A high-affinity polypeptide conjugate 4-C25L22-DQ, has been developed for the molecular recognition of the human C-reactive protein, CRP, a well-known inflammation biomarker. CRP is one of the most frequently quantified targets in diagnostic applications and a target in drug development.

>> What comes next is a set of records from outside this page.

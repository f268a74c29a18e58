//! Engine configuration

use numarray_core::{
    Error, ExecutionContext, ExecutionStrategy, ReportPolicy, Result, DEFAULT_PARALLEL_THRESHOLD,
};
use serde::{Deserialize, Serialize};

/// Settings fixed when an [`Engine`](crate::Engine) is constructed
///
/// Every field has a default, so partial JSON documents are accepted:
///
/// ```
/// use numarray_dispatch::EngineConfig;
///
/// let config = EngineConfig::from_json(r#"{ "check_results": true }"#).unwrap();
/// assert!(config.check_results);
/// assert!(!config.verbose);
/// ```
#[derive(Clone, Debug, PartialEq, Eq, Serialize, Deserialize)]
#[serde(default)]
pub struct EngineConfig {
    /// Log every registration and synthesized resolution at `info`
    pub verbose: bool,
    /// Run the finiteness checker on every result before returning it
    pub check_results: bool,
    /// Coordinate reported by the finiteness checker
    pub report_policy: ReportPolicy,
    /// Column scheduling for kernels
    pub execution: ExecutionStrategy,
    /// Element count from which `Auto` execution goes parallel
    pub parallel_threshold: usize,
}

impl Default for EngineConfig {
    fn default() -> Self {
        Self {
            verbose: false,
            check_results: false,
            report_policy: ReportPolicy::FirstOccurrence,
            execution: ExecutionStrategy::Auto,
            parallel_threshold: DEFAULT_PARALLEL_THRESHOLD,
        }
    }
}

impl EngineConfig {
    /// Parse a JSON document
    ///
    /// # Errors
    /// `Configuration` if the document is malformed.
    pub fn from_json(json: &str) -> Result<Self> {
        serde_json::from_str(json)
            .map_err(|e| Error::Configuration(format!("Invalid engine config: {e}")))
    }

    pub fn with_verbose(mut self, verbose: bool) -> Self {
        self.verbose = verbose;
        self
    }

    pub fn with_check_results(mut self, check_results: bool) -> Self {
        self.check_results = check_results;
        self
    }

    pub fn with_report_policy(mut self, policy: ReportPolicy) -> Self {
        self.report_policy = policy;
        self
    }

    pub fn with_execution(mut self, execution: ExecutionStrategy) -> Self {
        self.execution = execution;
        self
    }

    pub fn with_parallel_threshold(mut self, threshold: usize) -> Self {
        self.parallel_threshold = threshold;
        self
    }

    /// Execution context kernels run under
    pub fn execution_context(&self) -> ExecutionContext {
        ExecutionContext::new(self.execution, self.parallel_threshold)
    }
}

With the exception of antibodies, most molecular constructs take advantage of the known affinity for CRP of phosphocholine that depends on Ca2+ for its ability to bind. 4-C25L22-DQ which is unrelated to phosphocholine binds in the absence of Ca2+ with a dissociation constant of 760 nM, an order of magnitude lower than that of phosphocholine, the KD of which is 5 mu M. The small organic molecule 2-oxo-1,2-dihydroquinoline-8-carboxylic acid (DQ) was designed based on the structural similarities between three hits from a set of compounds selected from a building block collection and evaluated with regards to affinity for CRP by NMR spectroscopy. 4-C25L22-DQ was shown in a competition experiment to bind CRP three orders of magnitude more strongly than DQ itself, and in a pull-down experiment 4-C25L22-DQ was shown to extract CRP from human serum. The development of a robust and phosphocholine-independent recognition element provides unprecedented opportunities in bioanalytical applications in vivo and in vitro under conditions where the concentration of Ca2+ ions is low, or where Ca2+ binding agents such as EDTA or heparin are needed to prevent blood coagulation. The identification from a compound library of a small organic molecule and its conjugation to a small set of polypeptides, none of which were previously known to bind CRP, illustrates a convenient and general route to selective high-affinity binders for proteins with dissociation constants in the mu M to nM range for which no small molecule ligands are known.